Hello all,
This blog post is about the future of the ministry that is Maple Anglican. Before you think “Oh, no! MA is going to shut down.” Please, be calm.
For the past few years that amount of content I have produced has reduced quite a lot. There have been far fewer videos, fewer blog posts, and alas even far fewer memes. There are some reasons for that and now that I feel comfortable enough to share and begin a discussion about the future of this ministry.
This will not come as a surprise for many, however, for a few years now I have been discerning the call to ministry, and I made this more formal in April of 2016 when I began a Master of Theological Studies degree online. Thus, a lot of my time online has been devoted to course work. I just finished up two courses earlier this week and I have nothing on my plate there until September.
As well, four years ago I was promoted in my company to do a very wonderful career in Information Security which takes up a lot more of my time but it much more rewarding.
Finally, I have been coming to grips with the fact that I suffer from depression, that is largely caused by me not treating my Attention Deficit Hyperactivity Disorder (ADHD) since I began University in 1998. I would have occasional bouts of depression since starting University, however, the coping mechanisms I used since then stopped working, and my ADHD driven brain which was unable to deal with the world putting me into depression. I am currently medicated for the Depression while getting my ADHD under control, however, the later has been a bit of a challenge as some of you will recall I was in the ER during June.
When I first began this ministry the purpose was to use social media as an medium much like the way books were used with regards to the Protestant Reformation. However, since starting this I have come to realize that social media has come to become a very nasty place, full of much vitriol and hatred as can easily be seen in the US political scene.
I really don’t want to give this up. I have about two months to do some work here and trying to pan some things out, however, I need a bit of a muse.
Which is why I reach out to you as ask you what should I do?
Is there a video or two I should try and do during the summer? Should I try and re-boot this Ministry, reveal who I am, make this a bit more personal?
Thus, my brothers and sisters in Christ, I prayfully look for your input.
Peace,
MA~
For many years I was a practicing Jehovah’s Witness throughout my teens and was “marked” and treated as a dis-fellowshipped person (shunned) when I chose to take a job not “approved” by the Watchtower Bible and Tract Society in order help my parents pay their mortgage when my Dad lost his job in the 1990 recession. That caused me to not only walk away from the “religion” but from God altogether. In fact I would say that it would be more accurate to say that I hated God and blamed him for every bad thing that happened to me.

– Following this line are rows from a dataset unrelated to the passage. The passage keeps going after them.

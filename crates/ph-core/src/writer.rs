//! Batching writer: one task per (job, table).
//!
//! The writer drains its job's queue into batches of at most `batch_size`
//! samples and persists each batch in one transaction. A batch is flushed
//! when it is full, when its oldest sample has waited longer than the flush
//! interval (if one is set), and once more when the queue closes.
//!
//! Failure policy: a row that fails to execute is counted and skipped; the
//! rest of the batch still commits. A failed begin, prepare or commit loses
//! the whole batch, as does an exec failure that is not row-level. Nothing
//! is retried or re-queued.

use serde::Serialize;
use std::sync::Arc;
use std::time::Duration;
use tokio::sync::mpsc;
use tokio::time::Instant;
use tracing::{debug, error, info, warn};

use ph_common::Sample;
use ph_storage::{Connection, InsertStatement, Store, StorageError, Value};

use crate::metrics::{stage, AdapterMetrics};

/// Summary returned by a writer when it stops.
#[derive(Debug, Clone, Default, PartialEq, Eq, Serialize)]
pub struct WriterStats {
    pub job: String,
    pub table: String,
    pub batches_committed: u64,
    pub samples_written: u64,
    /// Rows lost to exec failures inside otherwise committed batches.
    pub rows_failed: u64,
    /// Batches lost entirely (connect, begin, prepare or commit failure).
    pub batches_failed: u64,
    /// Samples lost with those batches.
    pub samples_lost: u64,
}

/// Insert parameters for one sample, in insert column order. `date` is bound
/// from the same timestamp as `ts`.
pub fn sample_params(sample: &Sample) -> Vec<Value> {
    vec![
        Value::String(sample.source_ip.clone()),
        Value::String(sample.app.clone()),
        Value::String(sample.metric_name.clone()),
        Value::String(sample.job.clone()),
        Value::String(sample.namespace.clone()),
        Value::String(sample.shard.clone()),
        Value::String(sample.keyspace.clone()),
        Value::String(sample.component.clone()),
        Value::String(sample.container_name.clone()),
        Value::Float64(sample.value),
        Value::DateTime(sample.timestamp),
        Value::DateTime(sample.timestamp),
        Value::StringArray(sample.tags.to_vec()),
    ]
}

/// Writer for one job's queue.
#[derive(Debug)]
pub struct BatchWriter {
    job: String,
    insert: InsertStatement,
    batch_size: usize,
    flush_interval: Option<Duration>,
    metrics: Arc<AdapterMetrics>,
}

impl BatchWriter {
    pub fn new(
        job: impl Into<String>,
        insert: InsertStatement,
        batch_size: usize,
        flush_interval: Option<Duration>,
        metrics: Arc<AdapterMetrics>,
    ) -> Self {
        Self {
            job: job.into(),
            insert,
            batch_size: batch_size.max(1),
            flush_interval,
            metrics,
        }
    }

    /// Drain `queue` until it is closed and empty, then return the stats.
    pub async fn run(
        self,
        store: Arc<dyn Store>,
        mut queue: mpsc::Receiver<Sample>,
    ) -> WriterStats {
        let mut stats = WriterStats {
            job: self.job.clone(),
            table: self.insert.table.clone(),
            ..WriterStats::default()
        };
        info!(
            job = %self.job,
            table = %self.insert.table,
            batch_size = self.batch_size,
            backend = store.name(),
            "writer started"
        );

        let mut conn = match store.connect().await {
            Ok(conn) => Some(conn),
            Err(e) => {
                warn!(job = %self.job, error = %e, "initial connect failed, will retry on flush");
                None
            }
        };

        let mut batch: Vec<Sample> = Vec::with_capacity(self.batch_size);
        let mut deadline: Option<Instant> = None;
        loop {
            let room = self.batch_size - batch.len();
            let received = match deadline {
                Some(at) => {
                    tokio::select! {
                        n = queue.recv_many(&mut batch, room) => n,
                        _ = tokio::time::sleep_until(at) => {
                            debug!(job = %self.job, rows = batch.len(), "flush interval elapsed");
                            self.flush(store.as_ref(), &mut conn, &mut batch, &mut stats).await;
                            deadline = None;
                            continue;
                        }
                    }
                }
                None => queue.recv_many(&mut batch, room).await,
            };
            if received == 0 {
                break;
            }
            if deadline.is_none() {
                deadline = self.flush_interval.map(|d| Instant::now() + d);
            }
            if batch.len() >= self.batch_size {
                self.flush(store.as_ref(), &mut conn, &mut batch, &mut stats).await;
                deadline = None;
            }
        }

        if !batch.is_empty() {
            debug!(job = %self.job, rows = batch.len(), "queue closed, flushing final batch");
            self.flush(store.as_ref(), &mut conn, &mut batch, &mut stats).await;
        }
        info!(
            job = %self.job,
            batches = stats.batches_committed,
            written = stats.samples_written,
            failed_batches = stats.batches_failed,
            "writer stopped"
        );
        stats
    }

    /// Persist and clear `batch`.
    async fn flush(
        &self,
        store: &dyn Store,
        conn: &mut Option<Box<dyn Connection>>,
        batch: &mut Vec<Sample>,
        stats: &mut WriterStats,
    ) {
        let started = std::time::Instant::now();
        let rows = std::mem::take(batch);
        batch.reserve(self.batch_size);

        if conn.is_none() {
            match store.connect().await {
                Ok(c) => *conn = Some(c),
                Err(e) => {
                    self.discard(stage::CONNECT, rows.len(), &e, stats);
                    return;
                }
            }
        }
        let Some(connection) = conn.as_mut() else {
            return;
        };

        let mut tx = match connection.begin().await {
            Ok(tx) => tx,
            Err(e) => {
                // Force a fresh connection for the next cycle.
                *conn = None;
                self.discard(stage::BEGIN, rows.len(), &e, stats);
                return;
            }
        };
        if let Err(e) = tx.prepare(&self.insert).await {
            self.discard(stage::PREPARE, rows.len(), &e, stats);
            return;
        }

        let mut inserted: u64 = 0;
        let mut skipped: usize = 0;
        for sample in &rows {
            match tx.exec(sample_params(sample)).await {
                Ok(()) => inserted += 1,
                Err(e) if !e.is_row_level() => {
                    // The transaction is unusable; everything not already
                    // counted as skipped is lost.
                    *conn = None;
                    self.discard(stage::EXEC, rows.len() - skipped, &e, stats);
                    return;
                }
                Err(e) => {
                    warn!(
                        job = %self.job,
                        metric = %sample.metric_name,
                        error = %e,
                        "row insert failed, skipping"
                    );
                    self.metrics
                        .failed_samples
                        .with_label_values(&[stage::EXEC])
                        .inc();
                    stats.rows_failed += 1;
                    skipped += 1;
                }
            }
        }

        match tx.commit().await {
            Ok(()) => {
                self.metrics.written_samples.inc_by(inserted);
                self.metrics
                    .flush_duration
                    .observe(started.elapsed().as_secs_f64());
                stats.batches_committed += 1;
                stats.samples_written += inserted;
                debug!(job = %self.job, table = %self.insert.table, rows = inserted, "batch committed");
            }
            Err(e) => {
                self.discard(stage::COMMIT, inserted as usize, &e, stats);
            }
        }
    }

    fn discard(&self, stage: &str, rows: usize, err: &StorageError, stats: &mut WriterStats) {
        error!(
            job = %self.job,
            table = %self.insert.table,
            stage,
            rows,
            error = %err,
            "batch discarded"
        );
        self.metrics
            .failed_samples
            .with_label_values(&[stage])
            .inc_by(rows as u64);
        self.metrics.failed_batches.inc();
        stats.batches_failed += 1;
        stats.samples_lost += rows as u64;
    }
}
//! Well-known label names.
//!
//! A fixed set of labels is promoted to dedicated table columns on write and
//! may be used for filtering on read. Every other label survives only as a
//! literal `name=value` entry in the `tags` array.

/// Reserved label carrying the metric name.
pub const METRIC_NAME: &str = "__name__";

/// Routing label: selects the delivery queue and the destination table.
pub const JOB: &str = "job";

pub const NAMESPACE: &str = "namespace";
pub const IP: &str = "ip";
pub const SHARD: &str = "shard";
pub const APP: &str = "app";
pub const COMPONENT: &str = "component";
pub const KEYSPACE: &str = "keyspace";
pub const CONTAINER: &str = "container";

/// Format a label as the literal tag string stored in the `tags` array.
pub fn tag(name: &str, value: &str) -> String {
    format!("{name}={value}")
}

/// Split a `name=value` tag at the first `=`.
///
/// Returns `None` for entries without a separator or with an empty name.
pub fn split_tag(tag: &str) -> Option<(&str, &str)> {
    match tag.split_once('=') {
        Some((name, value)) if !name.is_empty() => Some((name, value)),
        _ => None,
    }
}
//! promhouse core.
//!
//! Bridges Prometheus remote write/read with a columnar store:
//! - [`directory`]: the job → table mapping, swapped atomically on reload
//! - [`router`]: per-job bounded delivery queues with backpressure
//! - [`ingest`]: conversion of decoded series into samples
//! - [`writer`]: batching writers, one per job, one transaction per batch
//! - [`query`]: matcher/time-range translation and series reconstruction
//! - [`adapter`]: startup, request entry points, reload and graceful shutdown
//!
//! Wire decoding and the HTTP surface live outside this crate.

pub mod adapter;
pub mod directory;
pub mod exit_codes;
pub mod ingest;
pub mod logging;
pub mod metrics;
pub mod query;
pub mod router;
pub mod watcher;
pub mod writer;

pub use adapter::{Adapter, AdapterError, ShutdownReport, WriteSummary};
pub use directory::JobDirectory;
pub use exit_codes::ExitCode;
pub use ingest::{samples_from_request, samples_from_series};
pub use logging::{init_logging, LogFormat};
pub use metrics::AdapterMetrics;
pub use query::{
    bucket_width, column_for_label, series_key, QueryError, QuerySettings, QueryTranslator,
};
pub use router::{DispatchOutcome, RouteError, Router};
pub use watcher::ConfigWatcher;
pub use writer::{BatchWriter, WriterStats};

In the 25 years since then, despite my anger, God reached out to me several times in little ways. Of course, I wasn’t listening. Until about a year ago. I knew I didn’t want to go back to the JW’s and was looking for a place to worship. Because of my background, my faith communities turned their back on me and it wasn’t until I had several email conversations with a young Anglican priest in Ontario that I came to the realization that the Anglican Church of Canada was the right place for me.
Your YouTube videos were extremely helpful for an inquirer who wasn’t quite sure. They helped solidify my choice. In the time since, I have become a baptized Christian (my JW baptism not being valid) and received Holy Communion for the first time at 45 years old.
Ministry in my past life as a JW was important to me and I still feel that way since it is part of our baptismal call. So, like you, I am now discerning a life in the ministry. For me it is the vocational diaconate by way of lay evangelism first.
Your videos and blog helped me make the decision to chose the ACC as my faith community. So, please be aware that you are reaching people.
If I were to suggest a video or blog, I would like to see something explaining liturgical differences between the BCP and BAS. As an inquirer, I found going to services that use BAS confusing when I was used to BCP. However, now that I regularly attend communion at lunch at the Cathedral, I don’t have that struggle.
Thank you for your work and God bless.
Maple, Maple, Maple. The reason for your ministry on social media is that same vitriol and hatred that concerns you. A counterpoint is needed! Even if your presense is sporadic and spare, it still has value. Don’t conflate quantity with quality.
I’ve enjoyed your posts. I agree that social media is becoming increasingly a place of vitriol and negativity. I’m wishing for a way to reverse that but all I can do is make site I don’t add to the nastiness. Do you have any other ideas? I wish you well in your journey toward an increased service of well being.
I want to encourage you, from one depressed ADHD Anglican seminarian to another.
It is tough, but grace keeps us going. Ministry is impossible without revealing yourself. The Incarnation was a revelation that heals.
As far as a muse is concerned, I believe the very thing that is on your heavy heart can be the perfect muse. Social media is a nasty place, and it is not much better IRL here in the US. In the end grace wins out.
There is more I can say, but I do not know if you would even see it. You don’t seem to update this blog anymore.